> **The problem**: Repeat each record that follows, keeping it identical.

> **Raw data**:
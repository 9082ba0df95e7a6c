//! RPC method handler for the Passdrop JSON-RPC protocol.
//!
//! Kept apart from `rpc_server.rs` so it can be tested without stdin/stdout.
//! `handle_method` dispatches each call to the lifecycle engine, the stats
//! aggregator or the entry store held by [`App`]. Timestamps leave this layer
//! in milliseconds.

use std::fmt;
use std::sync::Mutex;

use serde_json::{json, Value};

use crate::app::App;
use crate::services::share_lifecycle::ShareLifecycleTrait;
use crate::storage::EntryStore;
use crate::types::activity::ActivityLogEntry;
use crate::types::entry::{NewPasswordEntry, PasswordEntry};
use crate::types::errors::{ShareError, StoreError};
use crate::types::share::{IssueRequest, ShareRecord};

/// Error returned to the RPC client as `{"error": message, "code": code}`.
#[derive(Debug, Clone, PartialEq, Eq)]
pub struct RpcError {
    pub code: &'static str,
    pub message: String,
}

impl RpcError {
    pub fn invalid_params(message: impl Into<String>) -> Self {
        Self {
            code: "invalid_params",
            message: message.into(),
        }
    }

    pub fn to_json(&self) -> Value {
        json!({"error": self.message, "code": self.code})
    }
}

impl fmt::Display for RpcError {
    fn fmt(&self, f: &mut fmt::Formatter<'_>) -> fmt::Result {
        write!(f, "{} ({})", self.message, self.code)
    }
}

impl From<ShareError> for RpcError {
    fn from(e: ShareError) -> Self {
        Self {
            code: e.code(),
            message: e.to_string(),
        }
    }
}

impl From<StoreError> for RpcError {
    fn from(e: StoreError) -> Self {
        ShareError::Storage(e).into()
    }
}

fn lock_app(app: &Mutex<App>) -> Result<std::sync::MutexGuard<'_, App>, RpcError> {
    app.lock().map_err(|_| RpcError {
        code: "internal_error",
        message: "app lock poisoned".to_string(),
    })
}

fn required_str<'a>(params: &'a Value, key: &str) -> Result<&'a str, RpcError> {
    params
        .get(key)
        .and_then(|v| v.as_str())
        .filter(|s| !s.is_empty())
        .ok_or_else(|| RpcError::invalid_params(format!("missing {}", key)))
}

fn optional_str(params: &Value, key: &str) -> Option<String> {
    params.get(key).and_then(|v| v.as_str()).map(str::to_string)
}

fn ms(secs: i64) -> i64 {
    secs * 1000
}

fn share_json(s: &ShareRecord) -> Value {
    json!({
        "id": s.id,
        "recipient_label": s.recipient_label,
        "comment": s.comment,
        "created_at": ms(s.created_at),
        "active": s.is_active(),
        "inactive_reason": s.inactive_reason().map(|r| r.as_str()),
        "viewed": s.viewed(),
        "viewed_at": s.viewed_at().map(ms),
        "expires_at": s.expires_at().map(ms),
        "opened_once": s.opened_once,
    })
}

fn entry_json(e: &PasswordEntry) -> Value {
    json!({
        "id": e.id,
        "service_name": e.service_name,
        "service_url": e.service_url,
        "username": e.username,
        "created_at": ms(e.created_at),
    })
}

fn log_json(l: &ActivityLogEntry) -> Value {
    json!({
        "id": l.id,
        "action": l.action.as_str(),
        "status": l.status.as_str(),
        "service_name": l.service_name,
        "recipient_label": l.recipient_label,
        "viewed_at": l.viewed_at.map(ms),
        "expires_at": l.expires_at.map(ms),
        "created_at": ms(l.created_at),
    })
}

/// Dispatch a JSON-RPC method call to the appropriate handler.
pub fn handle_method(app: &Mutex<App>, method: &str, params: &Value) -> Result<Value, RpcError> {
    match method {
        "ping" => Ok(json!({"pong": true})),

        // ─── Entries ───
        "entry.create" => {
            let entry = NewPasswordEntry {
                owner_id: required_str(params, "owner_id")?.to_string(),
                service_name: required_str(params, "service_name")?.to_string(),
                service_url: optional_str(params, "service_url").filter(|u| !u.is_empty()),
                username: required_str(params, "username")?.to_string(),
                secret: required_str(params, "secret")?.to_string(),
            };
            let a = lock_app(app)?;
            let created = a.store.create_entry(entry, a.clock.now())?;
            Ok(entry_json(&created))
        }
        "entry.list" => {
            let owner_id = required_str(params, "owner_id")?;
            let a = lock_app(app)?;
            let entries = a.store.list_entries(owner_id)?;
            Ok(json!(entries.iter().map(entry_json).collect::<Vec<_>>()))
        }

        // ─── Shares ───
        "share.issue" => {
            let entry_ids = params
                .get("entry_ids")
                .and_then(|v| v.as_array())
                .ok_or_else(|| RpcError::invalid_params("missing entry_ids"))?
                .iter()
                .map(|v| {
                    v.as_str()
                        .map(str::to_string)
                        .ok_or_else(|| RpcError::invalid_params("entry_ids must be strings"))
                })
                .collect::<Result<Vec<_>, _>>()?;
            let request = IssueRequest {
                owner_id: required_str(params, "owner_id")?.to_string(),
                entry_ids,
                comment: optional_str(params, "comment"),
                recipient_label: optional_str(params, "recipient_label"),
            };
            let a = lock_app(app)?;
            let issued = a.lifecycle.issue_share(request)?;
            Ok(json!({
                "id": issued.id,
                "token": issued.token,
                "link": issued.link,
                "expires_at": issued.expires_at.map(ms),
            }))
        }
        "share.access" => {
            let token = required_str(params, "token")?;
            let a = lock_app(app)?;
            let access = a.lifecycle.access_share(token)?;
            // The views are wiped when `access` drops; the copies in the response are not.
            let entries: Vec<Value> = access
                .entries
                .iter()
                .map(|e| {
                    json!({
                        "entry_id": e.entry_id,
                        "service_name": e.service_name,
                        "service_url": e.service_url,
                        "username": e.username,
                        "password": e.secret,
                    })
                })
                .collect();
            Ok(json!({
                "entries": entries,
                "comment": access.comment,
                "viewed_at": access.viewed_at.map(ms),
                "expires_at": access.expires_at.map(ms),
            }))
        }
        "share.confirm" => {
            let token = required_str(params, "token")?;
            let a = lock_app(app)?;
            a.lifecycle.confirm_share(token)?;
            Ok(json!({"ok": true}))
        }
        "share.revoke" => {
            let id = required_str(params, "id")?;
            let owner_id = required_str(params, "owner_id")?;
            let a = lock_app(app)?;
            a.lifecycle.revoke_share(id, owner_id)?;
            Ok(json!({"ok": true}))
        }
        "share.list" => {
            let owner_id = required_str(params, "owner_id")?;
            let a = lock_app(app)?;
            let shares = a.lifecycle.list_shares(owner_id)?;
            Ok(json!(shares.iter().map(share_json).collect::<Vec<_>>()))
        }
        "share.active" => {
            let owner_id = required_str(params, "owner_id")?;
            let a = lock_app(app)?;
            let shares = a.lifecycle.list_active_shares(owner_id)?;
            Ok(json!(shares.iter().map(share_json).collect::<Vec<_>>()))
        }
        "share.entries" => {
            let id = required_str(params, "id")?;
            let owner_id = required_str(params, "owner_id")?;
            let a = lock_app(app)?;
            let entries = a.lifecycle.share_entries(id, owner_id)?;
            Ok(json!(entries.iter().map(entry_json).collect::<Vec<_>>()))
        }

        // ─── Activity & stats ───
        "log.list" => {
            let owner_id = required_str(params, "owner_id")?;
            let a = lock_app(app)?;
            let logs = a.lifecycle.list_logs(owner_id)?;
            Ok(json!(logs.iter().map(log_json).collect::<Vec<_>>()))
        }
        "stats.get" => {
            let owner_id = required_str(params, "owner_id")?;
            let a = lock_app(app)?;
            let stats = a.stats.get_stats(owner_id)?;
            Ok(json!({
                "active_count": stats.active_count,
                "created_today_count": stats.created_today_count,
                "expiring_soon_count": stats.expiring_soon_count,
                "viewed_count": stats.viewed_count,
            }))
        }

        _ => Err(RpcError {
            code: "unknown_method",
            message: format!("unknown method: {}", method),
        }),
    }
}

> **Answer area**:
repository 9082ba0df95e7a6c
//! RPC method handler for the Passdrop JSON-RPC protocol.
//!
//! Kept apart from `rpc_server.rs` so it can be tested without stdin/stdout.
//! `handle_method` dispatches each call to the lifecycle engine, the stats
//! aggregator or the entry store held by [`App`]. Timestamps leave this layer
//! in milliseconds.

use std::fmt;
use std::sync::Mutex;

use serde_json::{json, Value};

use crate::app::App;
use crate::services::share_lifecycle::ShareLifecycleTrait;
use crate::storage::EntryStore;
use crate::types::activity::ActivityLogEntry;
use crate::types::entry::{NewPasswordEntry, PasswordEntry};
use crate::types::errors::{ShareError, StoreError};
use crate::types::share::{IssueRequest, ShareRecord};

/// Error returned to the RPC client as `{"error": message, "code": code}`.
#[derive(Debug, Clone, PartialEq, Eq)]
pub struct RpcError {
    pub code: &'static str,
    pub message: String,
}

impl RpcError {
    pub fn invalid_params(message: impl Into<String>) -> Self {
        Self {
            code: "invalid_params",
            message: message.into(),
        }
    }

    pub fn to_json(&self) -> Value {
        json!({"error": self.message, "code": self.code})
    }
}

impl fmt::Display for RpcError {
    fn fmt(&self, f: &mut fmt::Formatter<'_>) -> fmt::Result {
        write!(f, "{} ({})", self.message, self.code)
    }
}

impl From<ShareError> for RpcError {
    fn from(e: ShareError) -> Self {
        Self {
            code: e.code(),
            message: e.to_string(),
        }
    }
}

impl From<StoreError> for RpcError {
    fn from(e: StoreError) -> Self {
        ShareError::Storage(e).into()
    }
}

fn lock_app(app: &Mutex<App>) -> Result<std::sync::MutexGuard<'_, App>, RpcError> {
    app.lock().map_err(|_| RpcError {
        code: "internal_error",
        message: "app lock poisoned".to_string(),
    })
}

fn required_str<'a>(params: &'a Value, key: &str) -> Result<&'a str, RpcError> {
    params
        .get(key)
        .and_then(|v| v.as_str())
        .filter(|s| !s.is_empty())
        .ok_or_else(|| RpcError::invalid_params(format!("missing {}", key)))
}

fn optional_str(params: &Value, key: &str) -> Option<String> {
    params.get(key).and_then(|v| v.as_str()).map(str::to_string)
}

fn ms(secs: i64) -> i64 {
    secs * 1000
}

fn share_json(s: &ShareRecord) -> Value {
    json!({
        "id": s.id,
        "recipient_label": s.recipient_label,
        "comment": s.comment,
        "created_at": ms(s.created_at),
        "active": s.is_active(),
        "inactive_reason": s.inactive_reason().map(|r| r.as_str()),
        "viewed": s.viewed(),
        "viewed_at": s.viewed_at().map(ms),
        "expires_at": s.expires_at().map(ms),
        "opened_once": s.opened_once,
    })
}

fn entry_json(e: &PasswordEntry) -> Value {
    json!({
        "id": e.id,
        "service_name": e.service_name,
        "service_url": e.service_url,
        "username": e.username,
        "created_at": ms(e.created_at),
    })
}

fn log_json(l: &ActivityLogEntry) -> Value {
    json!({
        "id": l.id,
        "action": l.action.as_str(),
        "status": l.status.as_str(),
        "service_name": l.service_name,
        "recipient_label": l.recipient_label,
        "viewed_at": l.viewed_at.map(ms),
        "expires_at": l.expires_at.map(ms),
        "created_at": ms(l.created_at),
    })
}

/// Dispatch a JSON-RPC method call to the appropriate handler.
pub fn handle_method(app: &Mutex<App>, method: &str, params: &Value) -> Result<Value, RpcError> {
    match method {
        "ping" => Ok(json!({"pong": true})),

        // ─── Entries ───
        "entry.create" => {
            let entry = NewPasswordEntry {
                owner_id: required_str(params, "owner_id")?.to_string(),
                service_name: required_str(params, "service_name")?.to_string(),
                service_url: optional_str(params, "service_url").filter(|u| !u.is_empty()),
                username: required_str(params, "username")?.to_string(),
                secret: required_str(params, "secret")?.to_string(),
            };
            let a = lock_app(app)?;
            let created = a.store.create_entry(entry, a.clock.now())?;
            Ok(entry_json(&created))
        }
        "entry.list" => {
            let owner_id = required_str(params, "owner_id")?;
            let a = lock_app(app)?;
            let entries = a.store.list_entries(owner_id)?;
            Ok(json!(entries.iter().map(entry_json).collect::<Vec<_>>()))
        }

        // ─── Shares ───
        "share.issue" => {
            let entry_ids = params
                .get("entry_ids")
                .and_then(|v| v.as_array())
                .ok_or_else(|| RpcError::invalid_params("missing entry_ids"))?
                .iter()
                .map(|v| {
                    v.as_str()
                        .map(str::to_string)
                        .ok_or_else(|| RpcError::invalid_params("entry_ids must be strings"))
                })
                .collect::<Result<Vec<_>, _>>()?;
            let request = IssueRequest {
                owner_id: required_str(params, "owner_id")?.to_string(),
                entry_ids,
                comment: optional_str(params, "comment"),
                recipient_label: optional_str(params, "recipient_label"),
            };
            let a = lock_app(app)?;
            let issued = a.lifecycle.issue_share(request)?;
            Ok(json!({
                "id": issued.id,
                "token": issued.token,
                "link": issued.link,
                "expires_at": issued.expires_at.map(ms),
            }))
        }
        "share.access" => {
            let token = required_str(params, "token")?;
            let a = lock_app(app)?;
            let access = a.lifecycle.access_share(token)?;
            // The views are wiped when `access` drops; the copies in the response are not.
            let entries: Vec<Value> = access
                .entries
                .iter()
                .map(|e| {
                    json!({
                        "entry_id": e.entry_id,
                        "service_name": e.service_name,
                        "service_url": e.service_url,
                        "username": e.username,
                        "password": e.secret,
                    })
                })
                .collect();
            Ok(json!({
                "entries": entries,
                "comment": access.comment,
                "viewed_at": access.viewed_at.map(ms),
                "expires_at": access.expires_at.map(ms),
            }))
        }
        "share.confirm" => {
            let token = required_str(params, "token")?;
            let a = lock_app(app)?;
            a.lifecycle.confirm_share(token)?;
            Ok(json!({"ok": true}))
        }
        "share.revoke" => {
            let id = required_str(params, "id")?;
            let owner_id = required_str(params, "owner_id")?;
            let a = lock_app(app)?;
            a.lifecycle.revoke_share(id, owner_id)?;
            Ok(json!({"ok": true}))
        }
        "share.list" => {
            let owner_id = required_str(params, "owner_id")?;
            let a = lock_app(app)?;
            let shares = a.lifecycle.list_shares(owner_id)?;
            Ok(json!(shares.iter().map(share_json).collect::<Vec<_>>()))
        }
        "share.active" => {
            let owner_id = required_str(params, "owner_id")?;
            let a = lock_app(app)?;
            let shares = a.lifecycle.list_active_shares(owner_id)?;
            Ok(json!(shares.iter().map(share_json).collect::<Vec<_>>()))
        }
        "share.entries" => {
            let id = required_str(params, "id")?;
            let owner_id = required_str(params, "owner_id")?;
            let a = lock_app(app)?;
            let entries = a.lifecycle.share_entries(id, owner_id)?;
            Ok(json!(entries.iter().map(entry_json).collect::<Vec<_>>()))
        }

        // ─── Activity & stats ───
        "log.list" => {
            let owner_id = required_str(params, "owner_id")?;
            let a = lock_app(app)?;
            let logs = a.lifecycle.list_logs(owner_id)?;
            Ok(json!(logs.iter().map(log_json).collect::<Vec<_>>()))
        }
        "stats.get" => {
            let owner_id = required_str(params, "owner_id")?;
            let a = lock_app(app)?;
            let stats = a.stats.get_stats(owner_id)?;
            Ok(json!({
                "active_count": stats.active_count,
                "created_today_count": stats.created_today_count,
                "expiring_soon_count": stats.expiring_soon_count,
                "viewed_count": stats.viewed_count,
            }))
        }

        _ => Err(RpcError {
            code: "unknown_method",
            message: format!("unknown method: {}", method),
        }),
    }
}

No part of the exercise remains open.